In short: I can write two functions and have to maintain two nearly-identical versions. Or I can just use the latter but that will be very wasteful whenever I just need the sum, which is unacceptable. What's the best pattern to deal with this?
I reckon that with C++17 one can do something like
template<bool partials>
double func(vector<double>* terms=nullptr) {
double sum = 0.;
if constexpr (partials)
*terms = vector<double>(100);
for (int i=0; i<100; i++) {
if constexpr (partials) {
(*terms)[i] = f(i);
sum += (*terms)[i];
} else {
sum += f(i);
}
}
return sum;
}
Which comes very close to what I intended, apart from using pointers (I can't use references because terms may be empty).
Your question title says "Write a function that may return either one or more values", but it's more than that; as your example shows, the function may also do a lot of different things long before a result is returned. There really is no general solution to such a broad problem.
However, for the specific case you've explained I'd like to offer a low-tech solution. You could simply implement both functions in terms of a third function and give that third function a parameter to determine whether the extra functionality is performed or not.
Here is a C++17 example, in which that third function is called func_impl and more or less hidden inside a namespace to make life easier for the client of func and func_terms:
namespace detail {
enum class FuncOption {
WithTerms,
WithoutTerms
};
std::tuple<std::vector<double>, double> func_impl(FuncOption option) {
auto const withTerms = option == FuncOption::WithTerms;
double sum = 0.;
std::vector<double> terms(withTerms ? 100 : 0);
for (int i = 0; i < 100; ++i) {
auto const result = f(i);
if (withTerms) {
terms[i] = result;
}
sum += result;
}
return std::make_tuple(terms, sum);
}
}
double func() {
using namespace detail;
return std::get<double>(func_impl(FuncOption::WithTerms));
}
std::tuple<std::vector<double>, double> func_terms() {
using namespace detail;
return func_impl(FuncOption::WithoutTerms);
}
Whether that's too low-tech is up to you and depends on your exact problem.

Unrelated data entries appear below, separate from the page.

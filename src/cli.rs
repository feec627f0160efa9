use crate::contract::ConsoleEcho;
use crate::generate::OpenAiGenerator;
use crate::load_config::load_config;
use crate::pipeline::{self, PipelineReport};
use anyhow::Result;
use clap::{Parser, Subcommand};
use std::path::PathBuf;

/// CLI for workflow-documenter: document GitHub Actions workflows with a model runner.
#[derive(Parser)]
#[clap(
    name = "workflow-documenter",
    version,
    about = "Generate markdown documentation for GitHub Actions workflows via an OpenAI-compatible model"
)]
pub struct Cli {
    #[clap(subcommand)]
    pub command: Commands,
}

#[derive(Subcommand)]
pub enum Commands {
    /// Document every workflow file using the given config file
    Generate {
        /// Path to the YAML config file
        #[clap(long)]
        config: PathBuf,
    },
}

/// Extracted async CLI logic entrypoint for integration tests and main()
pub async fn run(cli: Cli) -> Result<()> {
    tracing::info!("trace_initialised");

    match cli.command {
        Commands::Generate { config } => {
            let config = load_config(config)?;
            config.trace_loaded();

            let generator = OpenAiGenerator::new(&config.generation);
            let mut observer = ConsoleEcho;

            println!("Documentation run starting...");
            match pipeline::run(&config, &generator, &mut observer).await {
                Ok(report) => {
                    print_summary(&report);
                    Ok(())
                }
                Err(e) => {
                    eprintln!("[ERROR] Documentation run failed: {e}");
                    Err(anyhow::Error::new(e))
                }
            }
        }
    }
}

fn print_summary(report: &PipelineReport) {
    if report.discovered == 0 {
        println!("No workflow files found, nothing to document.");
        return;
    }

    println!(
        "Documented {} of {} workflow(s)",
        report.succeeded(),
        report.discovered
    );

    match &report.index_path {
        Some(path) => println!("Index written: {}", path.display()),
        None if report.succeeded() > 0 => println!("Index could not be written."),
        None => {}
    }
}
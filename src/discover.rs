//! Input discovery: enumerate workflow files in one directory by suffix.
//!
//! Matching is non-recursive. For each configured suffix, matches are
//! appended in lexicographic order, so `yml` files precede `yaml` files
//! with the default suffix list regardless of directory iteration order.

use globset::Glob;
use std::fs;
use std::path::{Path, PathBuf};
use tracing::{debug, info};

#[derive(Debug)]
pub enum DiscoverError {
    /// A suffix produced a malformed glob. This is a programming or
    /// configuration error, never a runtime condition.
    Pattern(globset::Error),
    /// The workflows directory could not be read.
    Directory(std::io::Error),
}

impl std::fmt::Display for DiscoverError {
    fn fmt(&self, f: &mut std::fmt::Formatter<'_>) -> std::fmt::Result {
        match self {
            DiscoverError::Pattern(e) => write!(f, "invalid workflow file pattern: {e}"),
            DiscoverError::Directory(e) => write!(f, "failed to read workflows directory: {e}"),
        }
    }
}

impl std::error::Error for DiscoverError {
    fn source(&self) -> Option<&(dyn std::error::Error + 'static)> {
        match self {
            DiscoverError::Pattern(e) => Some(e),
            DiscoverError::Directory(e) => Some(e),
        }
    }
}

/// Returns all files in `dir` whose name matches `*.<suffix>` for any of the
/// given suffixes, grouped by suffix in the order given and sorted by name
/// within each group.
pub fn workflow_files(dir: &Path, suffixes: &[String]) -> Result<Vec<PathBuf>, DiscoverError> {
    let mut entries: Vec<PathBuf> = Vec::new();
    for entry in fs::read_dir(dir).map_err(DiscoverError::Directory)? {
        let entry = entry.map_err(DiscoverError::Directory)?;
        let path = entry.path();
        if path.is_file() {
            entries.push(path);
        }
    }

    let mut matched: Vec<PathBuf> = Vec::new();
    for suffix in suffixes {
        let matcher = Glob::new(&format!("*.{suffix}"))
            .map_err(DiscoverError::Pattern)?
            .compile_matcher();
        let mut batch: Vec<PathBuf> = entries
            .iter()
            .filter(|p| p.file_name().is_some_and(|name| matcher.is_match(name)))
            .cloned()
            .collect();
        batch.sort();
        debug!(suffix = %suffix, count = batch.len(), "Matched workflow files for suffix");
        matched.extend(batch);
    }

    info!(dir = %dir.display(), count = matched.len(), "Workflow discovery complete");
    Ok(matched)
}

#[cfg(test)]
mod tests {
    use super::*;
    use std::fs::{create_dir, write};
    use tempfile::tempdir;

    fn suffixes() -> Vec<String> {
        vec!["yml".to_string(), "yaml".to_string()]
    }

    #[test]
    fn returns_matches_grouped_by_suffix_then_sorted() {
        let dir = tempdir().unwrap();
        write(dir.path().join("deploy.yaml"), "b").unwrap();
        write(dir.path().join("release.yml"), "c").unwrap();
        write(dir.path().join("build.yml"), "a").unwrap();
        write(dir.path().join("notes.txt"), "x").unwrap();

        let files = workflow_files(dir.path(), &suffixes()).unwrap();
        let names: Vec<_> = files
            .iter()
            .map(|p| p.file_name().unwrap().to_str().unwrap().to_string())
            .collect();
        assert_eq!(names, vec!["build.yml", "release.yml", "deploy.yaml"]);
    }

    #[test]
    fn empty_directory_yields_empty_list() {
        let dir = tempdir().unwrap();
        let files = workflow_files(dir.path(), &suffixes()).unwrap();
        assert!(files.is_empty());
    }

    #[test]
    fn does_not_recurse_into_subdirectories() {
        let dir = tempdir().unwrap();
        create_dir(dir.path().join("nested")).unwrap();
        write(dir.path().join("nested").join("inner.yml"), "y").unwrap();
        write(dir.path().join("top.yml"), "t").unwrap();

        let files = workflow_files(dir.path(), &suffixes()).unwrap();
        assert_eq!(files.len(), 1);
        assert!(files[0].ends_with("top.yml"));
    }

    #[test]
    fn missing_directory_is_a_directory_error() {
        let dir = tempdir().unwrap();
        let missing = dir.path().join("no-such-dir");
        let err = workflow_files(&missing, &suffixes()).unwrap_err();
        assert!(matches!(err, DiscoverError::Directory(_)));
    }

    #[test]
    fn malformed_suffix_is_a_pattern_error() {
        let dir = tempdir().unwrap();
        let bad = vec!["{".to_string()];
        let err = workflow_files(dir.path(), &bad).unwrap_err();
        assert!(matches!(err, DiscoverError::Pattern(_)));
    }
}
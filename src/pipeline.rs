//! High-level pipeline: orchestrates discover → read → generate → persist
//! for workflow files, then aggregates the index.
//!
//! This module provides the top-level orchestration for one documentation
//! run as described in the loaded config. The pipeline:
//!   - Prepares the output directory once, ahead of the loop
//!   - Discovers workflow files by suffix (non-recursive)
//!   - For each file: reads it, requests generated documentation through the
//!     [`Generator`] contract (streaming chunks to the injected observer),
//!     and persists the result as `<stem>.md`
//!   - Aggregates and returns a report of what succeeded and failed
//!   - Writes the index over the ordered success list, if anything succeeded
//!
//! # Major Types
//! - [`PipelineReport`]: output report with every document outcome
//! - [`DocumentOutcome`]: tagged per-document result, from which both
//!   logging and index construction are derived
//!
//! # Error Handling
//! A failed document is logged with its stage and cause and the loop moves
//! on; no single document aborts the batch. Only output-directory creation
//! and input discovery are fatal, and both happen before any document is
//! touched.

use std::fs;
use std::path::{Path, PathBuf};
use tracing::{error, info};

use crate::config::DocumenterConfig;
use crate::contract::{ChunkObserver, GenerationRequest, Generator};
use crate::discover::{self, DiscoverError};
use crate::index;

/// Pipeline stage a document failed in.
#[derive(Debug, Clone, Copy, PartialEq, Eq)]
pub enum Stage {
    Read,
    Generate,
    Write,
}

impl std::fmt::Display for Stage {
    fn fmt(&self, f: &mut std::fmt::Formatter<'_>) -> std::fmt::Result {
        match self {
            Stage::Read => write!(f, "read"),
            Stage::Generate => write!(f, "generate"),
            Stage::Write => write!(f, "write"),
        }
    }
}

/// Terminal state for one workflow file. There are no other states.
#[derive(Debug)]
pub enum DocumentOutcome {
    Succeeded { output_path: PathBuf },
    Failed { stage: Stage, cause: String },
}

#[derive(Debug)]
pub struct DocumentReport {
    pub source: PathBuf,
    /// File stem, shared by the output document and its index entry.
    pub base_name: String,
    pub outcome: DocumentOutcome,
}

#[derive(Debug)]
pub struct PipelineReport {
    pub discovered: usize,
    pub documents: Vec<DocumentReport>,
    /// Path of the written index, absent when nothing succeeded or the
    /// index write itself failed.
    pub index_path: Option<PathBuf>,
}

impl PipelineReport {
    pub fn succeeded(&self) -> usize {
        self.documents
            .iter()
            .filter(|d| matches!(d.outcome, DocumentOutcome::Succeeded { .. }))
            .count()
    }

    pub fn failed(&self) -> usize {
        self.documents.len() - self.succeeded()
    }
}

/// Fatal pre-loop errors; everything after discovery is per-document.
#[derive(Debug)]
pub enum PipelineError {
    OutputDirectory(std::io::Error),
    Discovery(DiscoverError),
}

impl std::fmt::Display for PipelineError {
    fn fmt(&self, f: &mut std::fmt::Formatter<'_>) -> std::fmt::Result {
        match self {
            PipelineError::OutputDirectory(e) => {
                write!(f, "failed to prepare docs directory: {e}")
            }
            PipelineError::Discovery(e) => write!(f, "workflow discovery failed: {e}"),
        }
    }
}

impl std::error::Error for PipelineError {
    fn source(&self) -> Option<&(dyn std::error::Error + 'static)> {
        match self {
            PipelineError::OutputDirectory(e) => Some(e),
            PipelineError::Discovery(e) => Some(e),
        }
    }
}

/// Runs one full documentation pass over the configured workflows directory.
///
/// Strictly sequential: each file is fully read, generated and persisted
/// before the next one starts.
pub async fn run<G>(
    config: &DocumenterConfig,
    generator: &G,
    observer: &mut dyn ChunkObserver,
) -> Result<PipelineReport, PipelineError>
where
    G: Generator,
{
    info!("[DOCS] Starting documentation pipeline");

    fs::create_dir_all(&config.docs_dir).map_err(|e| {
        error!(error = ?e, dir = %config.docs_dir.display(), "[DOCS][ERROR] Failed to create docs directory");
        PipelineError::OutputDirectory(e)
    })?;

    let files = discover::workflow_files(&config.workflows_dir, &config.suffixes).map_err(|e| {
        error!(error = %e, dir = %config.workflows_dir.display(), "[DOCS][ERROR] Workflow discovery failed");
        PipelineError::Discovery(e)
    })?;

    if files.is_empty() {
        info!(dir = %config.workflows_dir.display(), "[DOCS] No workflow files found, nothing to do");
        return Ok(PipelineReport {
            discovered: 0,
            documents: Vec::new(),
            index_path: None,
        });
    }

    info!(count = files.len(), "[DOCS] Found workflow files to document");
    println!("Found {} workflow(s) to document", files.len());

    let mut documents: Vec<DocumentReport> = Vec::new();

    for file in &files {
        let base_name = file_stem(file);
        info!(file = %file.display(), "[DOCS] Processing workflow");
        println!("Processing: {}", file_name(file));

        let outcome = process_document(config, generator, observer, file, &base_name).await;
        match &outcome {
            DocumentOutcome::Succeeded { output_path } => {
                info!(file = %file.display(), output = %output_path.display(), "[DOCS] Generated documentation");
                println!("Generated: {}", output_path.display());
            }
            DocumentOutcome::Failed { stage, cause } => {
                error!(file = %file.display(), stage = %stage, cause = %cause, "[DOCS][ERROR] Document failed");
                println!("Failed [{stage}] {}: {cause}", file.display());
            }
        }
        documents.push(DocumentReport {
            source: file.clone(),
            base_name,
            outcome,
        });
    }

    // The index is a pure derivation of the ordered success list.
    let succeeded: Vec<String> = documents
        .iter()
        .filter(|d| matches!(d.outcome, DocumentOutcome::Succeeded { .. }))
        .map(|d| d.base_name.clone())
        .collect();

    let index_path = if succeeded.is_empty() {
        info!("[DOCS] No documents succeeded, skipping index");
        None
    } else {
        match index::write(&config.docs_dir, &succeeded, chrono::Utc::now()) {
            Ok(path) => Some(path),
            Err(e) => {
                error!(error = ?e, "[DOCS][ERROR] Failed to write index file");
                None
            }
        }
    };

    Ok(PipelineReport {
        discovered: files.len(),
        documents,
        index_path,
    })
}

async fn process_document<G>(
    config: &DocumenterConfig,
    generator: &G,
    observer: &mut dyn ChunkObserver,
    file: &Path,
    base_name: &str,
) -> DocumentOutcome
where
    G: Generator,
{
    // --- Step 1: Read ---
    let bytes = match fs::read(file) {
        Ok(bytes) => bytes,
        Err(e) => {
            return DocumentOutcome::Failed {
                stage: Stage::Read,
                cause: e.to_string(),
            }
        }
    };
    let content = String::from_utf8_lossy(&bytes);

    // --- Step 2: Generate ---
    let request = GenerationRequest {
        system_instructions: &config.generation.system_instructions,
        source_content: &content,
        user_prompt: &config.generation.user_prompt,
    };
    let text = match generator.generate(request, observer).await {
        Ok(text) => text,
        Err(e) => {
            return DocumentOutcome::Failed {
                stage: Stage::Generate,
                cause: e.to_string(),
            }
        }
    };

    // --- Step 3: Persist ---
    let output_path = config.docs_dir.join(format!("{base_name}.md"));
    match fs::write(&output_path, &text) {
        Ok(()) => DocumentOutcome::Succeeded { output_path },
        Err(e) => DocumentOutcome::Failed {
            stage: Stage::Write,
            cause: e.to_string(),
        },
    }
}

fn file_stem(path: &Path) -> String {
    path.file_stem()
        .map(|s| s.to_string_lossy().into_owned())
        .unwrap_or_default()
}

fn file_name(path: &Path) -> String {
    path.file_name()
        .map(|s| s.to_string_lossy().into_owned())
        .unwrap_or_else(|| path.display().to_string())
}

Here was a solution that suggested to pass an optional pointer to vector and to fill it only if present. I deleted it as other answers mention it as well and as the latter solution looks much more elegant.

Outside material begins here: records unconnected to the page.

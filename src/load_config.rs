use crate::config::{DocumenterConfig, GenerationConfig};
use anyhow::Result;
use serde::Deserialize;
use std::fs;
use std::path::Path;
use tracing::{error, info};

/// Environment variable carrying the bearer token for the generation
/// endpoint. Optional: local model runners accept unauthenticated requests.
pub const API_KEY_VAR: &str = "MODEL_RUNNER_API_KEY";

#[derive(Deserialize)]
struct StaticConfig {
    workflows_dir: std::path::PathBuf,
    docs_dir: std::path::PathBuf,
    #[serde(default = "default_suffixes")]
    suffixes: Vec<String>,
    generation: GenerationSection,
}

#[derive(Deserialize)]
struct GenerationSection {
    endpoint: String,
    model: String,
    system_instructions: String,
    user_prompt: String,
}

fn default_suffixes() -> Vec<String> {
    vec!["yml".to_string(), "yaml".to_string()]
}

/// Loads a static YAML config file (no secrets) and injects the optional
/// API key from the environment. Returns a fully merged DocumenterConfig
/// or an error.
pub fn load_config<P: AsRef<Path>>(path: P) -> Result<DocumenterConfig> {
    let path_ref = path.as_ref();
    info!(config_path = ?path_ref, "Loading configuration from file");

    let config_content = match fs::read_to_string(path_ref) {
        Ok(content) => {
            info!(config_path = ?path_ref, "Config file read successfully");
            content
        }
        Err(e) => {
            error!(error = ?e, config_path = ?path_ref, "Failed to read config file");
            return Err(anyhow::anyhow!(
                "Failed to read config file {:?}: {}",
                path_ref,
                e
            ));
        }
    };

    let static_conf: StaticConfig = match serde_yaml::from_str(&config_content) {
        Ok(conf) => {
            info!(config_path = ?path_ref, "Parsed config YAML successfully");
            conf
        }
        Err(e) => {
            error!(error = ?e, config_path = ?path_ref, "Failed to parse config YAML");
            return Err(anyhow::anyhow!("Failed to parse config YAML: {e}"));
        }
    };

    let api_key = match std::env::var(API_KEY_VAR) {
        Ok(key) => {
            info!("{API_KEY_VAR} found in env");
            Some(key)
        }
        Err(_) => {
            info!("{API_KEY_VAR} not set; requests will be unauthenticated");
            None
        }
    };

    let config = DocumenterConfig {
        workflows_dir: static_conf.workflows_dir,
        docs_dir: static_conf.docs_dir,
        suffixes: static_conf.suffixes,
        generation: GenerationConfig {
            endpoint: static_conf.generation.endpoint,
            model: static_conf.generation.model,
            api_key,
            system_instructions: static_conf.generation.system_instructions,
            user_prompt: static_conf.generation.user_prompt,
        },
    };

    info!(
        workflows_dir = %config.workflows_dir.display(),
        docs_dir = %config.docs_dir.display(),
        model = %config.generation.model,
        "Config loaded and merged successfully"
    );

    Ok(config)
}
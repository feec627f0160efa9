use serde::{Deserialize, Serialize};
use std::path::PathBuf;
use tracing::{debug, info};

/// Fully merged configuration for one documentation run.
///
/// Built once by [`crate::load_config::load_config`] and held constant for
/// the whole run; nothing reads the environment after this point.
#[derive(Debug, Serialize, Deserialize)]
pub struct DocumenterConfig {
    /// Directory scanned (non-recursively) for workflow files.
    pub workflows_dir: PathBuf,
    /// Directory receiving one markdown file per input plus the index.
    pub docs_dir: PathBuf,
    /// Filename suffixes recognised as workflow files, in match order.
    pub suffixes: Vec<String>,
    pub generation: GenerationConfig,
}

/// Connection and prompt settings for the generation service.
#[derive(Debug, Serialize, Deserialize)]
pub struct GenerationConfig {
    /// Base URL of an OpenAI-compatible API, e.g. `http://localhost:12434/engines/v1`.
    pub endpoint: String,
    /// Model identifier passed through on every request.
    pub model: String,
    /// Bearer token; local model runners usually need none.
    #[serde(skip_serializing_if = "Option::is_none")]
    pub api_key: Option<String>,
    pub system_instructions: String,
    pub user_prompt: String,
}

impl DocumenterConfig {
    pub fn trace_loaded(&self) {
        info!(
            workflows_dir = %self.workflows_dir.display(),
            docs_dir = %self.docs_dir.display(),
            suffixes = ?self.suffixes,
            model = %self.generation.model,
            "Loaded DocumenterConfig"
        );
        debug!(?self, "Config loaded (full debug)");
    }
}
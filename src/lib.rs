//! Budgeted task route planning.
//!
//! Picks and orders a subset of spatially scattered tasks into a single
//! route that maximizes collected value minus travel distance, without
//! exceeding a total time budget.
//!
//! - **Tasks**: an immutable [`TaskPool`](task::TaskPool) of positioned,
//!   valued, timed tasks. The task nearest the origin is the anchor and
//!   is always scheduled.
//! - **Schedules**: a [`Schedule`](schedule::Schedule) keeps the visiting
//!   order, per-edge distances, and the `Travel`/`Task` timeline in sync.
//!   Its move primitives roll back on any budget violation.
//! - **Annealing**: [`AnnealRunner`](anneal::AnnealRunner) searches over
//!   remove/move/add proposals with a geometric temperature ladder and
//!   best-solution tracking.
//!
//! # Example
//!
//! ```
//! use std::sync::Arc;
//! use u_orienteer::anneal::{AnnealConfig, AnnealRunner};
//! use u_orienteer::random::create_rng;
//! use u_orienteer::schedule::Schedule;
//! use u_orienteer::task::TaskPool;
//!
//! let pool = Arc::new(TaskPool::random(40, &mut create_rng(1)).unwrap());
//! let schedule = Schedule::seed(pool).unwrap();
//! let config = AnnealConfig::default()
//!     .with_iterations_per_temperature(50)
//!     .with_seed(7);
//!
//! let result = AnnealRunner::run(schedule, &config).unwrap();
//! assert!(result.best.total_time() <= result.best.budget());
//! ```

pub mod anneal;
pub mod error;
pub mod random;
pub mod schedule;
pub mod task;

pub use error::{OrienteerError, Result};
//! Seeded random number generation.

use rand::rngs::StdRng;
use rand::SeedableRng;

/// Creates a deterministic RNG from a seed.
///
/// The same seed always yields the same sequence, which is what makes
/// two annealing runs with identical configuration reproducible.
pub fn create_rng(seed: u64) -> StdRng {
    StdRng::seed_from_u64(seed)
}

/// Creates an RNG from `seed`, or from entropy when `None`.
pub fn rng_from_seed(seed: Option<u64>) -> StdRng {
    match seed {
        Some(seed) => create_rng(seed),
        None => create_rng(rand::random()),
    }
}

You can abstract your calculation to iterators, so callers remain very simple and no code is copied:
auto make_transform_counting_iterator(int i) {
return boost::make_transform_iterator(
boost::make_counting_iterator(i),
f);
}
auto my_begin() {
return make_transform_counting_iterator(0);
}
auto my_end() {
return make_transform_counting_iterator(100);
}
double only_sum() {
return std::accumulate(my_begin(), my_end(), 0.0);
}
std::vector<double> fill_terms() {
std::vector<double> result;
std::copy(my_begin(), my_end(), std::back_inserter(result));
return result;
}
One of the simple way is to write a common function and use input parameter to do condition. Like this:
double logic(vector<double>* terms) {
double sum = 0.;
for (int i=0; i<100; i++) {
if (terms != NULL) {
terms.push_back(i);
}
sum += terms[i];
}
return sum;
}
double func() {
return logic(NULL);
}
pair<vector<double>,double> func_terms() {
vector<double> terms;
double sum = logic(&ret);
return {terms, sum};
}
this method is used in many conditions. The Logic can be very complicated and with many input options. You can use the same logic through different parameters.
But in most cases, We need not that much return values but just different input parameter.
If you are not for:
std::pair<std::vector<double>, double> func_terms() {
std::vector<double> terms(100);
for (int i = 0; i != 100; ++i) {
terms[i] = f(i);
}
return {terms, std::accumulate(terms.begin(), terms.end(), 0.)};
}
then maybe:
template <typename Accumulator>
Accumulator& func_helper(Accumulator& acc) {
for (int i=0; i<100; i++) {
acc(f(i));
}
return acc;
}
double func()
{
double sum = 0;
func_helper([&sum](double d) { sum += d; });
return sum;
}
std::pair<std::vector<double>, double> func_terms() {
double sum = 0.;
std::vector<double> terms;
func_helper([&](double d) {
sum += d;
terms.push_back(d);
});
return {terms, sum};
}
The simplest solution for this situation I think would be something like this:
double f(int x) { return x * x; }
auto terms(int count) {
auto res = vector<double>{};
generate_n(back_inserter(res), count, [i=0]() mutable {return f(i++);});
return res;
}
auto func_terms(int count) {
const auto ts = terms(count);
return make_pair(ts, accumulate(begin(ts), end(ts), 0.0));
}
auto func(int count) {
return func_terms(count).second;
}
Live version.
But this approach gives func() different performance characteristics to your original version. There are ways around this with the current STL but this highlights an area where the STL is not ideal for composability. The Ranges v3 library offers a better approach to composing algorithms for this type of problem and is in the process of standardization for a future version of C++.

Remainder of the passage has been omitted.